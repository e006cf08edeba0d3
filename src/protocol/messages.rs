//! WireGuard wire formats
//!
//! - Type 1: handshake initiation (148 bytes)
//! - Type 2: handshake response (92 bytes)
//! - Type 3: cookie reply (64 bytes)
//! - Type 4: transport data (16-byte header + ciphertext)
//!
//! Every field size and byte order is fixed by the standard format; indices
//! and counters are little-endian, the three reserved bytes after the type
//! must be zero.

use crate::error::ProtocolError;

/// Message types
#[repr(u8)]
#[derive(Debug, Clone, Copy, PartialEq, Eq)]
pub enum MessageType {
    HandshakeInitiation = 1,
    HandshakeResponse = 2,
    CookieReply = 3,
    TransportData = 4,
}

/// Classify a datagram by its first four bytes
///
/// Checks the reserved bytes too, as interoperating implementations do.
pub fn message_type(data: &[u8]) -> Result<MessageType, ProtocolError> {
    if data.len() < 4 {
        return Err(ProtocolError::InvalidMessageLength {
            expected: 4,
            got: data.len(),
        });
    }
    if data[1..4] != [0, 0, 0] {
        return Err(ProtocolError::InvalidMessageType { msg_type: data[0] });
    }
    match data[0] {
        1 => Ok(MessageType::HandshakeInitiation),
        2 => Ok(MessageType::HandshakeResponse),
        3 => Ok(MessageType::CookieReply),
        4 => Ok(MessageType::TransportData),
        other => Err(ProtocolError::InvalidMessageType { msg_type: other }),
    }
}

fn check_len(data: &[u8], expected: usize) -> Result<(), ProtocolError> {
    if data.len() != expected {
        return Err(ProtocolError::InvalidMessageLength {
            expected,
            got: data.len(),
        });
    }
    Ok(())
}

fn read_u32(data: &[u8], off: usize) -> u32 {
    u32::from_le_bytes(data[off..off + 4].try_into().expect("length checked"))
}

fn read_array<const N: usize>(data: &[u8], off: usize) -> [u8; N] {
    data[off..off + N].try_into().expect("length checked")
}

/// Handshake initiation (148 bytes)
///
/// ```text
/// type(1) | reserved(3) | sender_index(4) | ephemeral(32) |
/// encrypted_static(48) | encrypted_timestamp(28) | mac1(16) | mac2(16)
/// ```
#[derive(Debug, Clone)]
pub struct HandshakeInitiation {
    pub sender_index: u32,
    pub ephemeral_public: [u8; 32],
    pub encrypted_static: [u8; 48],
    pub encrypted_timestamp: [u8; 28],
    pub mac1: [u8; 16],
    pub mac2: [u8; 16],
}

impl HandshakeInitiation {
    pub const SIZE: usize = 148;

    /// Offset where mac1 starts (mac1 covers everything before it)
    pub const MAC1_OFF: usize = 116;

    /// Offset where mac2 starts (mac2 covers everything before it)
    pub const MAC2_OFF: usize = 132;

    pub fn to_bytes(&self) -> [u8; Self::SIZE] {
        let mut buf = [0u8; Self::SIZE];
        buf[0] = MessageType::HandshakeInitiation as u8;
        buf[4..8].copy_from_slice(&self.sender_index.to_le_bytes());
        buf[8..40].copy_from_slice(&self.ephemeral_public);
        buf[40..88].copy_from_slice(&self.encrypted_static);
        buf[88..116].copy_from_slice(&self.encrypted_timestamp);
        buf[116..132].copy_from_slice(&self.mac1);
        buf[132..148].copy_from_slice(&self.mac2);
        buf
    }

    pub fn from_bytes(data: &[u8]) -> Result<Self, ProtocolError> {
        check_len(data, Self::SIZE)?;
        Ok(Self {
            sender_index: read_u32(data, 4),
            ephemeral_public: read_array(data, 8),
            encrypted_static: read_array(data, 40),
            encrypted_timestamp: read_array(data, 88),
            mac1: read_array(data, 116),
            mac2: read_array(data, 132),
        })
    }
}

/// Handshake response (92 bytes)
///
/// ```text
/// type(1) | reserved(3) | sender_index(4) | receiver_index(4) |
/// ephemeral(32) | encrypted_nothing(16) | mac1(16) | mac2(16)
/// ```
#[derive(Debug, Clone)]
pub struct HandshakeResponse {
    pub sender_index: u32,
    pub receiver_index: u32,
    pub ephemeral_public: [u8; 32],
    pub encrypted_nothing: [u8; 16],
    pub mac1: [u8; 16],
    pub mac2: [u8; 16],
}

impl HandshakeResponse {
    pub const SIZE: usize = 92;
    pub const MAC1_OFF: usize = 60;
    pub const MAC2_OFF: usize = 76;

    pub fn to_bytes(&self) -> [u8; Self::SIZE] {
        let mut buf = [0u8; Self::SIZE];
        buf[0] = MessageType::HandshakeResponse as u8;
        buf[4..8].copy_from_slice(&self.sender_index.to_le_bytes());
        buf[8..12].copy_from_slice(&self.receiver_index.to_le_bytes());
        buf[12..44].copy_from_slice(&self.ephemeral_public);
        buf[44..60].copy_from_slice(&self.encrypted_nothing);
        buf[60..76].copy_from_slice(&self.mac1);
        buf[76..92].copy_from_slice(&self.mac2);
        buf
    }

    pub fn from_bytes(data: &[u8]) -> Result<Self, ProtocolError> {
        check_len(data, Self::SIZE)?;
        Ok(Self {
            sender_index: read_u32(data, 4),
            receiver_index: read_u32(data, 8),
            ephemeral_public: read_array(data, 12),
            encrypted_nothing: read_array(data, 44),
            mac1: read_array(data, 60),
            mac2: read_array(data, 76),
        })
    }
}

/// Cookie reply (64 bytes)
///
/// ```text
/// type(1) | reserved(3) | receiver_index(4) | nonce(24) | encrypted_cookie(32)
/// ```
#[derive(Debug, Clone)]
pub struct CookieReply {
    pub receiver_index: u32,
    pub nonce: [u8; 24],
    pub encrypted_cookie: [u8; 32],
}

impl CookieReply {
    pub const SIZE: usize = 64;

    pub fn to_bytes(&self) -> [u8; Self::SIZE] {
        let mut buf = [0u8; Self::SIZE];
        buf[0] = MessageType::CookieReply as u8;
        buf[4..8].copy_from_slice(&self.receiver_index.to_le_bytes());
        buf[8..32].copy_from_slice(&self.nonce);
        buf[32..64].copy_from_slice(&self.encrypted_cookie);
        buf
    }

    pub fn from_bytes(data: &[u8]) -> Result<Self, ProtocolError> {
        check_len(data, Self::SIZE)?;
        Ok(Self {
            receiver_index: read_u32(data, 4),
            nonce: read_array(data, 8),
            encrypted_cookie: read_array(data, 32),
        })
    }
}

/// Transport data header (16 bytes, followed by the sealed payload)
///
/// ```text
/// type(1) | reserved(3) | receiver_index(4) | counter(8) | ciphertext(n+16)
/// ```
#[derive(Debug, Clone, Copy)]
pub struct TransportHeader {
    pub receiver_index: u32,
    pub counter: u64,
}

impl TransportHeader {
    pub const SIZE: usize = 16;

    /// Shortest valid transport message: header plus the tag of an empty
    /// payload (a keepalive)
    pub const MIN_SIZE: usize = Self::SIZE + 16;

    /// Assemble a complete transport message around a sealed payload
    pub fn build_message(receiver_index: u32, counter: u64, ciphertext: &[u8]) -> Vec<u8> {
        let mut buf = Vec::with_capacity(Self::SIZE + ciphertext.len());
        buf.push(MessageType::TransportData as u8);
        buf.extend_from_slice(&[0, 0, 0]);
        buf.extend_from_slice(&receiver_index.to_le_bytes());
        buf.extend_from_slice(&counter.to_le_bytes());
        buf.extend_from_slice(ciphertext);
        buf
    }

    pub fn from_bytes(data: &[u8]) -> Result<Self, ProtocolError> {
        if data.len() < Self::MIN_SIZE {
            return Err(ProtocolError::InvalidMessageLength {
                expected: Self::MIN_SIZE,
                got: data.len(),
            });
        }
        Ok(Self {
            receiver_index: read_u32(data, 4),
            counter: u64::from_le_bytes(data[8..16].try_into().expect("length checked")),
        })
    }

    /// The sealed payload of a transport message
    pub fn payload(data: &[u8]) -> &[u8] {
        &data[Self::SIZE..]
    }
}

Your task:
Beginning with the very first line of the records above, please retype each line through the one that has "#[derive(Debug, Clone, Copy, PartialEq, Eq)]", and add nothing.

Reply to the task:
repository e006cf08edeba0d3
filename src/protocol/messages.rs
//! WireGuard wire formats
//!
//! - Type 1: handshake initiation (148 bytes)
//! - Type 2: handshake response (92 bytes)
//! - Type 3: cookie reply (64 bytes)
//! - Type 4: transport data (16-byte header + ciphertext)
//!
//! Every field size and byte order is fixed by the standard format; indices
//! and counters are little-endian, the three reserved bytes after the type
//! must be zero.

use crate::error::ProtocolError;

/// Message types
#[repr(u8)]
#[derive(Debug, Clone, Copy, PartialEq, Eq)]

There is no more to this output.